Seals were identified as a problem in other water areas around the province and were addressed, and Sullivan says “it’s hard to understand” the reluctance to deal with seals in Area 3P—especially since the department allows offshore fishing to continue there. According to past practice, when the 3Ps cod quota is set below the 10,000 ton threshold, offshore trawlers are removed from the fishery.
“FFAW-Unifor continues to raise the alarm on the impacts from seal populations and from offshore draggers to this vulnerable stock,” the union wrote on its web November 20 following the report’s release. “Fish harvesters are rightly concerned about the future of their fishery and the impact of seal populations and offshore draggers are having on 3Ps cod. DFO has made it clear that natural mortality is a significant driver of the continued poor status.”
“Fishing mortality was at its lowest point in decades”
In the meantime, the Atlantic Groundfish Council said they were “quite happy to see” that the report noted more mature cod are reaching the age to spawn. But they were disappointed to see the 2020 survey offshore was cancelled due to the pandemic.
“We know that stock growth takes time, so we don’t expect profound changes in a single year,” Kris Vascotto, executive director, stated November 21 on the council’s website.

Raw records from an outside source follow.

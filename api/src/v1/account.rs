use serde::{Deserialize, Serialize};
use shardline_common::types::account::AccountLimits;

#[derive(Debug, Clone, Copy, PartialEq, Eq, Serialize, Deserialize)]
#[serde(rename_all = "PascalCase")]
pub struct DescribeLimitsResponse {
    /// Maximum number of open shards the account may hold.
    pub shard_limit: u32,
    /// Open shards across all of the account's streams.
    pub open_shard_count: u32,
}

impl From<AccountLimits> for DescribeLimitsResponse {
    fn from(value: AccountLimits) -> Self {
        Self {
            shard_limit: value.shard_limit,
            open_shard_count: value.open_shard_count,
        }
    }
}

impl From<DescribeLimitsResponse> for AccountLimits {
    fn from(value: DescribeLimitsResponse) -> Self {
        Self {
            shard_limit: value.shard_limit,
            open_shard_count: value.open_shard_count,
        }
    }
}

“Although the stock continues to be in the Critical Zone, the 2020 assessment confirmed that cod fishing is a minor component of the overall mortality of the stock and fishing mortality was at its lowest point in decades,” the council’s site reads. “Following years of the Atlantic Groundfish Council advocating for a conservative approach on catches to encourage the stock to grow, this assessment signals that efforts of the AGC are beginning to show positive results.”
Quotas for cod and crab have yet to be set for next year. They are usually announced in February or March after the department has had time to review the science, assessments, and the landing reports and values—as well as hear from industry stakeholders, unions, independent scientists, Indigenous interests, plus factoring in politics and other socio-economic concerns.
“We have to weigh all those factors and there’s definitely a challenge,” Guest, DFO’s spokesperson, told the Independent. “It’s more than just science.”
The price loss suffered in the crab industry was the biggest for all species caught offshore this year to date.
As of November 30, the landed value for all species stood at roughly $592 million. Last year, the season’s overall final value topped over $800 million. The Crustacean fishery (including crab) accounted for over $417 million this year’s total value for all species.
Cod landings are smaller annually but roughly worth between $20-30 million. The season remains open in some areas until December 31, but as of November 30, 12,570 metric tonnes of Atlantic Cod have been landed for a total value of about $17.5 million—a price of $0.63/lb.